For anyone looking to prevent this headache, consider this answer here. This does not work for me, however, since the damage has already been done.

Edit: I have written the following function to recursively "grep" all strings in an object, and applied it to a dumped email object using the following keywords:

regex = "(?i)((marked)|(seen)|(unread)|(read)|(flag)|(delivered)|(status)|(sate))"

So far, no results (only an unrelated "Delivered-To"). Which other keywords could I try?

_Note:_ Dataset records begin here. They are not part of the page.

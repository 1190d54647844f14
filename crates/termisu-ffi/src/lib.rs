//! C ABI over the engine: opaque u64 handles, flat structs, status codes,
//! and a thread-local last-error string.
//!
//! Every entry point is a thin wrapper over one `Terminal` (or event loop)
//! operation. Failures set the calling thread's last-error text and return a
//! status; nothing unwinds across the boundary. Handles stay valid until
//! `termisu_shutdown`.

mod event;

pub use event::*;

use std::cell::RefCell;
use std::collections::HashMap;
use std::ffi::{c_char, CStr, CString};
use std::sync::{Mutex, OnceLock};
use std::time::Duration;
use termisu::{Attribute, Color, EventLoop, Terminal, TerminalError};

#[repr(C)]
#[derive(Debug, Clone, Copy, PartialEq, Eq)]
pub enum TsStatus {
    Ok = 0,
    Error = 1,
    InvalidHandle = 2,
    InvalidArgument = 3,
    /// The operation was refused by contract (out-of-bounds cell, control
    /// character, wide write at the last column); not an error.
    Rejected = 4,
    Timeout = 5,
}

/// Flat color: `kind` 0 = ANSI-8 (`index`), 1 = ANSI-256 (`index`),
/// 2 = RGB (`r`,`g`,`b`). Index -1 is the terminal default.
#[repr(C)]
#[derive(Debug, Clone, Copy)]
pub struct TsColor {
    pub kind: u8,
    pub index: i16,
    pub r: u8,
    pub g: u8,
    pub b: u8,
}

struct Session {
    terminal: Terminal,
    events: Option<EventLoop>,
}

struct Registry {
    sessions: HashMap<u64, Session>,
    next_handle: u64,
}

fn registry() -> &'static Mutex<Registry> {
    static REGISTRY: OnceLock<Mutex<Registry>> = OnceLock::new();
    REGISTRY.get_or_init(|| {
        Mutex::new(Registry {
            sessions: HashMap::new(),
            next_handle: 1,
        })
    })
}

thread_local! {
    static LAST_ERROR: RefCell<Option<CString>> = const { RefCell::new(None) };
}

fn set_last_error(message: String) {
    // NUL bytes cannot appear in a C string; strip them rather than fail.
    let sanitized: Vec<u8> = message.into_bytes().into_iter().filter(|&b| b != 0).collect();
    if let Ok(cstring) = CString::new(sanitized) {
        LAST_ERROR.with(|slot| *slot.borrow_mut() = Some(cstring));
    }
}

fn fail(err: TerminalError) -> TsStatus {
    set_last_error(err.to_string());
    TsStatus::Error
}

/// Run `f` against the session for `handle`.
fn with_session<F>(handle: u64, f: F) -> TsStatus
where
    F: FnOnce(&mut Session) -> TsStatus,
{
    let mut registry = match registry().lock() {
        Ok(registry) => registry,
        Err(_) => {
            set_last_error("registry poisoned".to_string());
            return TsStatus::Error;
        }
    };
    match registry.sessions.get_mut(&handle) {
        Some(session) => f(session),
        None => {
            set_last_error(format!("invalid handle {handle}"));
            TsStatus::InvalidHandle
        }
    }
}

fn color_from_c(color: TsColor) -> Option<Color> {
    match color.kind {
        0 => Color::ansi8(color.index).ok(),
        1 => Color::ansi256(color.index as i32).ok(),
        2 => Some(Color::Rgb(color.r, color.g, color.b)),
        _ => None,
    }
}

/// Create a terminal over `/dev/tty` and `$TERM`, writing the handle to
/// `out_handle`.
///
/// # Safety
/// `out_handle` must point to writable memory for one u64.
#[unsafe(no_mangle)]
pub unsafe extern "C" fn termisu_init(out_handle: *mut u64) -> TsStatus {
    if out_handle.is_null() {
        set_last_error("out_handle is null".to_string());
        return TsStatus::InvalidArgument;
    }
    let terminal = match Terminal::new() {
        Ok(terminal) => terminal,
        Err(err) => return fail(err),
    };
    let mut registry = match registry().lock() {
        Ok(registry) => registry,
        Err(_) => {
            set_last_error("registry poisoned".to_string());
            return TsStatus::Error;
        }
    };
    let handle = registry.next_handle;
    registry.next_handle += 1;
    registry.sessions.insert(
        handle,
        Session {
            terminal,
            events: None,
        },
    );
    unsafe { *out_handle = handle };
    TsStatus::Ok
}

/// Close the terminal, stop its event loop, and invalidate the handle.
#[unsafe(no_mangle)]
pub extern "C" fn termisu_shutdown(handle: u64) -> TsStatus {
    let mut registry = match registry().lock() {
        Ok(registry) => registry,
        Err(_) => return TsStatus::Error,
    };
    match registry.sessions.remove(&handle) {
        Some(mut session) => {
            if let Some(mut events) = session.events.take() {
                events.stop();
            }
            session.terminal.close();
            TsStatus::Ok
        }
        None => TsStatus::InvalidHandle,
    }
}

/// Write one grapheme cluster. Returns `Rejected` (not `Error`) when the
/// buffer refuses the write.
///
/// # Safety
/// `grapheme` must be a valid NUL-terminated UTF-8 string.
#[unsafe(no_mangle)]
pub unsafe extern "C" fn termisu_set_cell(
    handle: u64,
    x: i32,
    y: i32,
    grapheme: *const c_char,
    fg: TsColor,
    bg: TsColor,
    attr: u8,
) -> TsStatus {
    if grapheme.is_null() {
        set_last_error("grapheme is null".to_string());
        return TsStatus::InvalidArgument;
    }
    let text = match unsafe { CStr::from_ptr(grapheme) }.to_str() {
        Ok(text) => text,
        Err(_) => {
            set_last_error("grapheme is not valid UTF-8".to_string());
            return TsStatus::InvalidArgument;
        }
    };
    let (Some(fg), Some(bg)) = (color_from_c(fg), color_from_c(bg)) else {
        set_last_error("color out of range".to_string());
        return TsStatus::InvalidArgument;
    };
    let attr = Attribute::from_bits_truncate(attr);
    with_session(handle, |session| {
        if session.terminal.set_cell(x, y, text, fg, bg, attr) {
            TsStatus::Ok
        } else {
            TsStatus::Rejected
        }
    })
}

#[unsafe(no_mangle)]
pub extern "C" fn termisu_render(handle: u64) -> TsStatus {
    with_session(handle, |session| match session.terminal.render() {
        Ok(()) => TsStatus::Ok,
        Err(err) => fail(err),
    })
}

#[unsafe(no_mangle)]
pub extern "C" fn termisu_sync(handle: u64) -> TsStatus {
    with_session(handle, |session| match session.terminal.sync() {
        Ok(()) => TsStatus::Ok,
        Err(err) => fail(err),
    })
}

#[unsafe(no_mangle)]
pub extern "C" fn termisu_clear(handle: u64) -> TsStatus {
    with_session(handle, |session| {
        session.terminal.clear_cells();
        TsStatus::Ok
    })
}

#[unsafe(no_mangle)]
pub extern "C" fn termisu_set_cursor(handle: u64, x: i32, y: i32) -> TsStatus {
    with_session(handle, |session| {
        session.terminal.set_cursor(x, y);
        TsStatus::Ok
    })
}

#[unsafe(no_mangle)]
pub extern "C" fn termisu_hide_cursor(handle: u64) -> TsStatus {
    with_session(handle, |session| {
        session.terminal.hide_cursor();
        TsStatus::Ok
    })
}

#[unsafe(no_mangle)]
pub extern "C" fn termisu_show_cursor(handle: u64) -> TsStatus {
    with_session(handle, |session| {
        session.terminal.show_cursor();
        TsStatus::Ok
    })
}

#[unsafe(no_mangle)]
pub extern "C" fn termisu_resize(handle: u64, width: i32, height: i32) -> TsStatus {
    if width < 0 || height < 0 {
        set_last_error("negative dimensions".to_string());
        return TsStatus::InvalidArgument;
    }
    with_session(handle, |session| {
        session.terminal.resize_buffer(width, height);
        TsStatus::Ok
    })
}

/// # Safety
/// `out_width` and `out_height` must be writable.
#[unsafe(no_mangle)]
pub unsafe extern "C" fn termisu_size(
    handle: u64,
    out_width: *mut i32,
    out_height: *mut i32,
) -> TsStatus {
    if out_width.is_null() || out_height.is_null() {
        return TsStatus::InvalidArgument;
    }
    with_session(handle, |session| match session.terminal.size() {
        Ok((width, height)) => {
            unsafe {
                *out_width = width;
                *out_height = height;
            }
            TsStatus::Ok
        }
        Err(err) => fail(err),
    })
}

/// `mode`: 0 raw, 1 cooked, 2 cbreak, 3 password, 4 semi-raw.
#[unsafe(no_mangle)]
pub extern "C" fn termisu_set_mode(handle: u64, mode: i32) -> TsStatus {
    let Some(mode) = event::mode_from_c(mode) else {
        set_last_error(format!("invalid mode {mode}"));
        return TsStatus::InvalidArgument;
    };
    with_session(handle, |session| match session.terminal.set_mode(mode) {
        Ok(()) => TsStatus::Ok,
        Err(err) => fail(err),
    })
}

#[unsafe(no_mangle)]
pub extern "C" fn termisu_enter_alt_screen(handle: u64) -> TsStatus {
    with_session(handle, |session| {
        match session.terminal.enter_alternate_screen() {
            Ok(()) => TsStatus::Ok,
            Err(err) => fail(err),
        }
    })
}

#[unsafe(no_mangle)]
pub extern "C" fn termisu_exit_alt_screen(handle: u64) -> TsStatus {
    with_session(handle, |session| {
        match session.terminal.exit_alternate_screen() {
            Ok(()) => TsStatus::Ok,
            Err(err) => fail(err),
        }
    })
}

/// Spin up the event loop with input and resize sources, plus mode-change
/// publishing from the terminal. Idempotent.
#[unsafe(no_mangle)]
pub extern "C" fn termisu_start_events(handle: u64) -> TsStatus {
    with_session(handle, |session| {
        if session.events.is_some() {
            return TsStatus::Ok;
        }
        let mut events = EventLoop::new();
        if let Some(input) = session.terminal.input_source() {
            events.add_source(Box::new(input));
        }
        if let Some(resize) = session.terminal.resize_source() {
            events.add_source(Box::new(resize));
        }
        if let Some(sink) = events.sink() {
            session.terminal.set_event_sink(sink);
        }
        events.start();
        session.events = Some(events);
        TsStatus::Ok
    })
}

#[unsafe(no_mangle)]
pub extern "C" fn termisu_stop_events(handle: u64) -> TsStatus {
    with_session(handle, |session| {
        if let Some(mut events) = session.events.take() {
            events.stop();
        }
        TsStatus::Ok
    })
}

/// Drain one event, waiting up to `timeout_ms`. `Timeout` when nothing
/// arrived; `InvalidArgument` for a negative timeout.
///
/// # Safety
/// `out_event` must be writable.
#[unsafe(no_mangle)]
pub unsafe extern "C" fn termisu_poll_event(
    handle: u64,
    timeout_ms: i64,
    out_event: *mut TsEvent,
) -> TsStatus {
    if out_event.is_null() {
        return TsStatus::InvalidArgument;
    }
    if timeout_ms < 0 {
        set_last_error("negative timeout".to_string());
        return TsStatus::InvalidArgument;
    }
    with_session(handle, |session| {
        let Some(events) = &session.events else {
            set_last_error("event loop not started".to_string());
            return TsStatus::Error;
        };
        match events.next_event(Duration::from_millis(timeout_ms as u64)) {
            Some(event) => {
                unsafe { *out_event = event::flatten(event) };
                TsStatus::Ok
            }
            None => TsStatus::Timeout,
        }
    })
}

/// Copy the thread's last error message into `buf` (NUL-terminated,
/// truncated to `len`). Returns the full message length in bytes, or 0 when
/// no error is recorded.
///
/// # Safety
/// `buf` must be writable for `len` bytes (or null to query the length).
#[unsafe(no_mangle)]
pub unsafe extern "C" fn termisu_last_error(buf: *mut c_char, len: usize) -> usize {
    LAST_ERROR.with(|slot| {
        let slot = slot.borrow();
        let Some(message) = slot.as_ref() else {
            return 0;
        };
        let bytes = message.as_bytes_with_nul();
        if !buf.is_null() && len > 0 {
            let n = bytes.len().min(len);
            unsafe {
                std::ptr::copy_nonoverlapping(bytes.as_ptr().cast(), buf, n);
                // Guarantee termination even when truncating.
                *buf.add(n - 1) = 0;
            }
        }
        bytes.len() - 1
    })
}

#[unsafe(no_mangle)]
pub extern "C" fn termisu_clear_error() {
    LAST_ERROR.with(|slot| *slot.borrow_mut() = None);
}

#[cfg(test)]
mod tests {
    use super::*;

    #[test]
    fn invalid_handle_is_reported() {
        assert_eq!(termisu_render(999_999), TsStatus::InvalidHandle);
        let mut buf = [0 as c_char; 64];
        let n = unsafe { termisu_last_error(buf.as_mut_ptr(), buf.len()) };
        assert!(n > 0, "last error recorded");
        termisu_clear_error();
        let n = unsafe { termisu_last_error(buf.as_mut_ptr(), buf.len()) };
        assert_eq!(n, 0, "cleared");
    }

    #[test]
    fn null_arguments_are_invalid() {
        assert_eq!(
            unsafe { termisu_init(std::ptr::null_mut()) },
            TsStatus::InvalidArgument
        );
        assert_eq!(
            unsafe { termisu_poll_event(1, 10, std::ptr::null_mut()) },
            TsStatus::InvalidArgument
        );
    }

    #[test]
    fn negative_timeout_is_invalid() {
        let mut event = TsEvent::default();
        assert_eq!(
            unsafe { termisu_poll_event(1, -5, &mut event) },
            TsStatus::InvalidArgument
        );
    }

    #[test]
    fn color_conversion_validates() {
        let bad = TsColor {
            kind: 0,
            index: 9,
            r: 0,
            g: 0,
            b: 0,
        };
        assert!(color_from_c(bad).is_none());
        let ok = TsColor {
            kind: 2,
            index: 0,
            r: 1,
            g: 2,
            b: 3,
        };
        assert_eq!(color_from_c(ok), Some(Color::Rgb(1, 2, 3)));
    }
}
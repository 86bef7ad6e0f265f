//! CLI for generating Pexip management node password hashes.
//!
//! ## Usage
//!
//! ```bash
//! # Prompt for both passwords (masked, with confirmation)
//! mgmt-hash
//!
//! # Non-interactive
//! mgmt-hash --web-password "web-secret" --admin-password "admin-secret"
//!
//! # Machine-readable output
//! mgmt-hash --json
//! mgmt-hash --tfvars >> terraform.tfvars
//!
//! # Generate shell completions
//! source <(COMPLETE=bash mgmt-hash)
//! ```

mod output;
mod prompt;

use std::io::{self, IsTerminal};
use std::process::ExitCode;

use clap::{ArgAction, CommandFactory, Parser};
use clap_complete::Shell;
use inquire::InquireError;
use mgmt_hash::{GenerateError, PasswordRole, generate};
use thiserror::Error;
use tracing_subscriber::EnvFilter;

use crate::output::{OutputFormat, render};
use crate::prompt::prompt_password;

/// Generate Pexip management node password hashes
#[derive(Parser)]
#[command(name = "mgmt-hash", version, about, long_about = None)]
#[command(after_help = AFTER_HELP)]
struct Cli {
    /// Web interface password (hashed with PBKDF2-SHA256)
    #[arg(long, value_name = "PASSWORD")]
    web_password: Option<String>,

    /// OS admin password (hashed with SHA-512 crypt)
    #[arg(long, value_name = "PASSWORD")]
    admin_password: Option<String>,

    /// Output in JSON format
    #[arg(long, conflicts_with = "tfvars")]
    json: bool,

    /// Output in Terraform tfvars format
    #[arg(long, conflicts_with = "json")]
    tfvars: bool,

    /// Increase log verbosity (-v info, -vv debug, -vvv trace)
    #[arg(short, long, action = ArgAction::Count)]
    verbose: u8,
}

const AFTER_HELP: &str = "\
INTERACTIVE MODE:
  When --web-password or --admin-password is omitted and stdin is a terminal,
  each missing password is prompted for (masked) and must be entered twice.
  Passwords must be at least 4 characters long.

SHELL COMPLETIONS:
  Bash (~/.bashrc):
    source <(COMPLETE=bash mgmt-hash)

  Zsh (~/.zshrc):
    source <(COMPLETE=zsh mgmt-hash)

  Fish (~/.config/fish/config.fish):
    COMPLETE=fish mgmt-hash | source

EXAMPLES:
  mgmt-hash                                        # Prompt for both passwords
  mgmt-hash --web-password w3b! --admin-password adm1n!
  mgmt-hash --json                                 # {\"web_hash\": ..., \"admin_hash\": ...}
  mgmt-hash --tfvars >> terraform.tfvars           # Terraform variables
";

#[derive(Debug, Error)]
enum CliError {
    #[error(transparent)]
    Generate(#[from] GenerateError),

    #[error("--{flag} is required when stdin is not a terminal")]
    MissingPassword { flag: &'static str },

    #[error("password entry cancelled")]
    Cancelled,

    #[error("failed to read {role}: {source}")]
    Prompt {
        role: PasswordRole,
        #[source]
        source: InquireError,
    },

    #[error("failed to render JSON output: {0}")]
    Json(#[from] serde_json::Error),
}

fn main() -> ExitCode {
    // Check for shell completion generation before parsing args
    if let Ok(shell_name) = std::env::var("COMPLETE") {
        return generate_completions(&shell_name);
    }

    let cli = Cli::parse();
    init_logging(cli.verbose);

    match run(&cli) {
        Ok(out) => {
            println!("{out}");
            ExitCode::SUCCESS
        }
        Err(e) => {
            tracing::debug!(error = ?e, "password hash generation failed");
            eprintln!("Error: {e}");
            ExitCode::FAILURE
        }
    }
}

fn run(cli: &Cli) -> Result<String, CliError> {
    let interactive = cli.web_password.is_none() || cli.admin_password.is_none();
    if interactive && io::stdin().is_terminal() {
        eprintln!("=== Pexip Management Node Password Generator ===\n");
    }

    let web_password = password_or_prompt(cli.web_password.as_deref(), PasswordRole::Web)?;
    let admin_password = password_or_prompt(cli.admin_password.as_deref(), PasswordRole::Admin)?;

    let hashes = generate(&web_password, &admin_password)?;
    let format = OutputFormat::from_flags(cli.json, cli.tfvars);
    tracing::debug!(?format, "rendering hashes");

    Ok(render(&hashes, format)?)
}

/// Uses the flag value when present, otherwise prompts on a terminal.
fn password_or_prompt(flag_value: Option<&str>, role: PasswordRole) -> Result<String, CliError> {
    if let Some(password) = flag_value {
        return Ok(password.to_string());
    }

    if !io::stdin().is_terminal() {
        return Err(CliError::MissingPassword {
            flag: flag_name(role),
        });
    }

    match prompt_password(role) {
        Ok(password) => Ok(password),
        Err(InquireError::OperationCanceled | InquireError::OperationInterrupted) => {
            Err(CliError::Cancelled)
        }
        Err(source) => Err(CliError::Prompt { role, source }),
    }
}

fn flag_name(role: PasswordRole) -> &'static str {
    match role {
        PasswordRole::Web => "web-password",
        PasswordRole::Admin => "admin-password",
    }
}

/// Sends logs to stderr so stdout only ever carries the rendered hashes.
///
/// `RUST_LOG` takes precedence over `-v`.
fn init_logging(verbose: u8) {
    let level = match verbose {
        0 => "warn",
        1 => "info",
        2 => "debug",
        _ => "trace",
    };
    let filter = EnvFilter::try_from_default_env().unwrap_or_else(|_| EnvFilter::new(level));

    tracing_subscriber::fmt()
        .with_env_filter(filter)
        .with_writer(io::stderr)
        .with_target(false)
        .init();
}

/// Generate shell completions.
fn generate_completions(shell_name: &str) -> ExitCode {
    let shell = match shell_name.to_lowercase().as_str() {
        "bash" => Shell::Bash,
        "zsh" => Shell::Zsh,
        "fish" => Shell::Fish,
        "powershell" => Shell::PowerShell,
        "elvish" => Shell::Elvish,
        _ => {
            eprintln!(
                "Unknown shell: {shell_name}. Supported: bash, zsh, fish, powershell, elvish"
            );
            return ExitCode::FAILURE;
        }
    };

    clap_complete::generate(shell, &mut Cli::command(), "mgmt-hash", &mut io::stdout());
    ExitCode::SUCCESS
}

def grep_object (obj, regex , cycle = set(), matched = set()):
    import re
    if id(obj) in cycle:
        return 
    cycle.update([id(obj)])
    if isinstance(obj, basestring):
        if re.search(regex, obj):
            matched.update([obj])

    def grep_dict (adict ):
        try:
             [  [ grep_object(a, regex, cycle, matched )  for a in ab ] for ab in adict.iteritems() ]
        except:pass

    grep_dict(obj)
    try:grep_dict(obj.__dict__)
    except:pass
    try:
        [ grep_object(elm, regex, cycle, matched ) for elm in obj ]
    except: pass
    return matched

grep_object(mail_object, regex)

No correct solution

OTHER TIPS

I'm having a similar problem (not with gmail), and the biggest problem for me was to make a reproducible test case; and I finally managed to produce one (see below).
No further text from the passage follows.